- Problem to solve -
Below is a listing; give only the number of its lines that contain the word "MessageDismiss".

---*---

#[cfg(test)]
mod tests {
    use super::*;
    use crate::state::{CatalogPage, NoticeKind};

    fn mon(id: u32, name: &str) -> PokemonDetail {
        PokemonDetail {
            id,
            name: name.to_string(),
            sprites: Default::default(),
            types: Vec::new(),
            abilities: Vec::new(),
            stats: Vec::new(),
        }
    }

    fn loaded_page(count: usize, total_count: u32) -> CatalogPage {
        CatalogPage {
            items: (1..=count as u32).map(|id| mon(id, &format!("mon-{id}"))).collect(),
            total_count,
        }
    }

    #[test]
    fn test_init_requests_first_page() {
        let mut state = AppState::default();
        let result = reducer(&mut state, Action::Init);

        assert!(result.changed);
        assert!(state.page_loading);
        assert_eq!(
            result.effects,
            vec![Effect::LoadCatalogPage {
                page: 1,
                generation: 1
            }]
        );
    }

    #[test]
    fn test_page_load_recomputes_total_pages() {
        let mut state = AppState::default();
        reducer(&mut state, Action::Init);
        let generation = state.generation;

        reducer(
            &mut state,
            Action::CatalogDidLoad {
                generation,
                page: loaded_page(20, 1302),
            },
        );

        assert!(!state.page_loading);
        assert_eq!(state.total_pages, 66);
        assert_eq!(state.catalog.len(), 20);
    }

    #[test]
    fn test_stale_page_is_dropped() {
        let mut state = AppState::default();
        reducer(&mut state, Action::Init);
        let stale = state.generation;
        reducer(
            &mut state,
            Action::CatalogDidLoad {
                generation: stale,
                page: loaded_page(20, 100),
            },
        );
        reducer(&mut state, Action::CatalogPageNext);
        reducer(&mut state, Action::CatalogPageNext);
        assert_eq!(state.page, 3);

        let result = reducer(
            &mut state,
            Action::CatalogDidLoad {
                generation: stale + 1,
                page: loaded_page(3, 100),
            },
        );

        assert!(!result.changed);
        assert_eq!(state.catalog.len(), 20);
        assert!(state.page_loading);
    }

    #[test]
    fn test_page_failure_leaves_cards() {
        let mut state = AppState {
            catalog: vec![mon(1, "bulbasaur")],
            ..Default::default()
        };
        reducer(&mut state, Action::CatalogFetch);
        let generation = state.generation;

        reducer(
            &mut state,
            Action::CatalogDidError {
                generation,
                error: "timeout".into(),
            },
        );

        assert!(!state.page_loading);
        assert_eq!(state.catalog.len(), 1);
        assert!(state.message.is_none());
    }

    #[test]
    fn test_prev_disabled_on_first_page() {
        let mut state = AppState {
            total_pages: 3,
            ..Default::default()
        };
        let result = reducer(&mut state, Action::CatalogPagePrev);
        assert!(!result.changed);
        assert!(result.effects.is_empty());
        assert_eq!(state.page, 1);
    }

    #[test]
    fn test_next_disabled_on_last_page() {
        let mut state = AppState {
            page: 3,
            total_pages: 3,
            ..Default::default()
        };
        let result = reducer(&mut state, Action::CatalogPageNext);
        assert!(!result.changed);
        assert_eq!(state.page, 3);
    }

    #[test]
    fn test_page_past_end_is_clamped_and_refetched() {
        let mut state = AppState {
            page: 9,
            ..Default::default()
        };
        reducer(&mut state, Action::CatalogFetch);
        let generation = state.generation;

        let result = reducer(
            &mut state,
            Action::CatalogDidLoad {
                generation,
                page: loaded_page(0, 45),
            },
        );

        assert_eq!(state.page, 3);
        assert_eq!(
            result.effects,
            vec![Effect::LoadCatalogPage {
                page: 3,
                generation: generation + 1
            }]
        );
    }

    #[test]
    fn test_search_typing_and_submit() {
        let mut state = AppState::default();
        reducer(&mut state, Action::SearchStart);
        for ch in " PiKa".chars() {
            reducer(&mut state, Action::SearchInput(ch));
        }
        reducer(&mut state, Action::SearchBackspace);
        reducer(&mut state, Action::SearchInput('a'));

        let result = reducer(&mut state, Action::SearchSubmit);

        assert!(!state.search.editing);
        assert!(state.search.loading);
        assert_eq!(
            result.effects,
            vec![Effect::SearchPokemon {
                name: "pika".into(),
                generation: state.search_generation
            }]
        );
    }

    #[test]
    fn test_blank_search_does_nothing() {
        let mut state = AppState::default();
        reducer(&mut state, Action::SearchStart);
        reducer(&mut state, Action::SearchInput(' '));
        let result = reducer(&mut state, Action::SearchSubmit);
        assert!(result.effects.is_empty());
        assert_eq!(state.mode, BrowseMode::Browse);
    }

    #[test]
    fn test_search_not_found_keeps_mode_and_reports() {
        let mut state = AppState::default();
        state.search.query = "missingno".into();
        reducer(&mut state, Action::SearchSubmit);
        let generation = state.search_generation;

        reducer(
            &mut state,
            Action::SearchDidNotFind {
                generation,
                name: "missingno".into(),
            },
        );

        assert_eq!(state.mode, BrowseMode::Browse);
        let message = state.message.as_ref().unwrap();
        assert_eq!(message.kind, NoticeKind::Error);
        assert!(message.text.contains("missingno"));
    }

    #[test]
    fn test_search_drops_in_flight_page() {
        let mut state = AppState::default();
        reducer(&mut state, Action::Init);
        let page_generation = state.generation;
        state.search.query = "pikachu".into();
        reducer(&mut state, Action::SearchSubmit);
        let search_generation = state.search_generation;

        reducer(
            &mut state,
            Action::SearchDidLoad {
                generation: search_generation,
                pokemon: mon(25, "pikachu"),
            },
        );
        let result = reducer(
            &mut state,
            Action::CatalogDidLoad {
                generation: page_generation,
                page: loaded_page(20, 1302),
            },
        );

        assert!(!result.changed);
        assert_eq!(state.mode, BrowseMode::Search);
        assert_eq!(state.catalog.len(), 1);
    }

    #[test]
    fn test_failed_search_keeps_page_load() {
        let mut state = AppState::default();
        reducer(&mut state, Action::Init);
        let page_generation = state.generation;
        state.search.query = "missingno".into();
        reducer(&mut state, Action::SearchSubmit);
        let search_generation = state.search_generation;

        reducer(
            &mut state,
            Action::SearchDidNotFind {
                generation: search_generation,
                name: "missingno".into(),
            },
        );
        assert!(state.page_loading);

        let result = reducer(
            &mut state,
            Action::CatalogDidLoad {
                generation: page_generation,
                page: loaded_page(20, 1302),
            },
        );

        assert!(result.changed);
        assert_eq!(state.mode, BrowseMode::Browse);
        assert_eq!(state.catalog.len(), 20);
        assert_eq!(state.total_pages, 66);
        assert!(!state.page_loading);
    }

    #[test]
    fn test_search_result_after_back_is_dropped() {
        let mut state = AppState {
            total_pages: 66,
            mode: BrowseMode::Search,
            ..Default::default()
        };
        state.search.query = "mew".into();
        reducer(&mut state, Action::SearchSubmit);
        let search_generation = state.search_generation;
        reducer(&mut state, Action::SearchBack);

        let result = reducer(
            &mut state,
            Action::SearchDidLoad {
                generation: search_generation,
                pokemon: mon(151, "mew"),
            },
        );

        assert!(!result.changed);
        assert_eq!(state.mode, BrowseMode::Browse);
        assert!(!state.search.loading);
    }

    #[test]
    fn test_page_beyond_known_total_is_rejected() {
        let mut state = AppState::default();
        let result = reducer(&mut state, Action::CatalogPageSet(u32::MAX));
        assert!(!result.changed);
        assert!(result.effects.is_empty());
        assert_eq!(state.page, 1);

        state.total_pages = 66;
        assert!(!reducer(&mut state, Action::CatalogPageSet(u32::MAX)).changed);
        assert!(reducer(&mut state, Action::CatalogPageSet(66)).changed);
        assert_eq!(state.page, 66);
    }

    #[test]
    fn test_back_restores_browse_with_fresh_fetch() {
        let mut state = AppState {
            page: 4,
            total_pages: 66,
            mode: BrowseMode::Search,
            ..Default::default()
        };
        state.search.query = "pikachu".into();

        let result = reducer(&mut state, Action::SearchBack);

        assert_eq!(state.mode, BrowseMode::Browse);
        assert!(state.search.query.is_empty());
        assert!(matches!(
            result.effects.as_slice(),
            [Effect::LoadCatalogPage { page: 4, .. }]
        ));
    }

    #[test]
    fn test_paging_ignored_while_searching() {
        let mut state = AppState {
            total_pages: 66,
            mode: BrowseMode::Search,
            ..Default::default()
        };
        let result = reducer(&mut state, Action::CatalogPageSet(2));
        assert!(!result.changed);
    }

    #[test]
    fn test_catch_sets_message() {
        let mut state = AppState::default();
        reducer(&mut state, Action::PokemonCatch(mon(25, "pikachu")));

        assert_eq!(state.caught.len(), 1);
        assert_eq!(
            state.message,
            Some(Notice::success("pikachu has been caught!"))
        );
    }

    #[test]
    fn test_catch_twice_keeps_one_entry() {
        let mut state = AppState::default();
        reducer(&mut state, Action::PokemonCatch(mon(25, "pikachu")));
        reducer(&mut state, Action::PokemonCatch(mon(25, "pikachu")));

        assert_eq!(state.caught.len(), 1);
        assert_eq!(state.message.map(|m| m.kind), Some(NoticeKind::Info));
    }

    #[test]
    fn test_release_absent_id_is_noop() {
        let mut state = AppState::default();
        reducer(&mut state, Action::PokemonCatch(mon(1, "bulbasaur")));
        reducer(&mut state, Action::MessageDismiss);

        let result = reducer(&mut state, Action::PokemonRelease(404));

        assert!(!result.changed);
        assert_eq!(state.caught.len(), 1);
        assert!(state.message.is_none());
    }

    #[test]
    fn test_release_clamps_collection_page() {
        let mut state = AppState::default();
        for id in 1..=11 {
            reducer(&mut state, Action::PokemonCatch(mon(id, &format!("mon-{id}"))));
        }
        reducer(&mut state, Action::CollectionToggle);
        reducer(&mut state, Action::CollectionPageNext);
        assert_eq!(state.caught_page, 2);

        reducer(&mut state, Action::PokemonRelease(11));

        assert_eq!(state.caught_page, 1);
        assert_eq!(state.caught_total_pages(), 1);
        assert_eq!(
            state.message,
            Some(Notice::success("mon-11 has been released!"))
        );
    }

    #[test]
    fn test_collection_paging_bounds() {
        let mut state = AppState::default();
        for id in 1..=23 {
            reducer(&mut state, Action::PokemonCatch(mon(id, &format!("mon-{id}"))));
        }
        reducer(&mut state, Action::CollectionToggle);

        assert_eq!(state.caught_total_pages(), 3);
        assert!(reducer(&mut state, Action::CollectionPageSet(3)).changed);
        assert_eq!(state.visible_cards().len(), 3);
        assert!(!reducer(&mut state, Action::CollectionPageNext).changed);
        assert!(!reducer(&mut state, Action::CollectionPageSet(0)).changed);
    }

    #[test]
    fn test_cursor_stays_inside_cards() {
        let mut state = AppState {
            catalog: loaded_page(5, 5).items,
            ..Default::default()
        };
        reducer(&mut state, Action::CursorMove(3));
        assert_eq!(state.cursor, 3);
        reducer(&mut state, Action::CursorMove(10));
        assert_eq!(state.cursor, 4);
        reducer(&mut state, Action::CursorMove(-10));
        assert_eq!(state.cursor, 0);
        assert!(!reducer(&mut state, Action::CursorSelect(9)).changed);
    }

    #[test]
    fn test_detail_and_message_slots() {
        let mut state = AppState::default();
        reducer(&mut state, Action::DetailShow(mon(25, "pikachu")));
        assert_eq!(state.selected.as_ref().map(|p| p.id), Some(25));

        assert!(reducer(&mut state, Action::DetailClose).changed);
        assert!(!reducer(&mut state, Action::DetailClose).changed);
        assert!(!reducer(&mut state, Action::MessageDismiss).changed);
    }
}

---*---

- Expected answer -
2